### DATA EXCERPTS
....

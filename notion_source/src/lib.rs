//! notion-source - binds a tenant to a Notion workspace through OAuth2
//!
//! The crate builds the consent URL, exchanges the authorization code,
//! discovers the pages and databases the integration was granted and keeps
//! them on a tenant-scoped binding record in SQLite or PostgreSQL.
//!
//! Call [`init`] once at startup, then drive the flow through
//! [`OAuthDataSource`], implemented by [`NotionOAuth`].

mod config;
mod coordination;
mod datasource;
mod oauth2;
mod storage;


pub use config::DATASOURCE_ROUTE_PREFIX;

pub use coordination::{CoordinationError, OAuthDataSource, TenantContext};

pub use datasource::{
    DataSourceBinding, DataSourceError, DatabaseListing, NOTION_PROVIDER, PageDescriptor,
    PageIcon, PageKind, ROOT_PARENT_ID, SourceInfo, UNKNOWN_ICON_KIND,
    normalize_search_results,
};

pub use oauth2::{NotionEndpoints, NotionOAuth, OAuth2Error, TokenGrant};

/// Opens the data store and prepares the bindings table
pub async fn init() -> Result<(), CoordinationError> {
    storage::init().await?;
    oauth2::init()?;
    datasource::DataSourceStore::init().await?;
    Ok(())
}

....

Which lines should be output? Exactly those from the first line of the data through the line containing "the bindings table", inclusive.

### TASK RESPONSE
filename notion_source/src/lib.rs
//! notion-source - binds a tenant to a Notion workspace through OAuth2
//!
//! The crate builds the consent URL, exchanges the authorization code,
//! discovers the pages and databases the integration was granted and keeps
//! them on a tenant-scoped binding record in SQLite or PostgreSQL.
//!
//! Call [`init`] once at startup, then drive the flow through
//! [`OAuthDataSource`], implemented by [`NotionOAuth`].

mod config;
mod coordination;
mod datasource;
mod oauth2;
mod storage;


pub use config::DATASOURCE_ROUTE_PREFIX;

pub use coordination::{CoordinationError, OAuthDataSource, TenantContext};

pub use datasource::{
    DataSourceBinding, DataSourceError, DatabaseListing, NOTION_PROVIDER, PageDescriptor,
    PageIcon, PageKind, ROOT_PARENT_ID, SourceInfo, UNKNOWN_ICON_KIND,
    normalize_search_results,
};

pub use oauth2::{NotionEndpoints, NotionOAuth, OAuth2Error, TokenGrant};

/// Opens the data store and prepares the bindings table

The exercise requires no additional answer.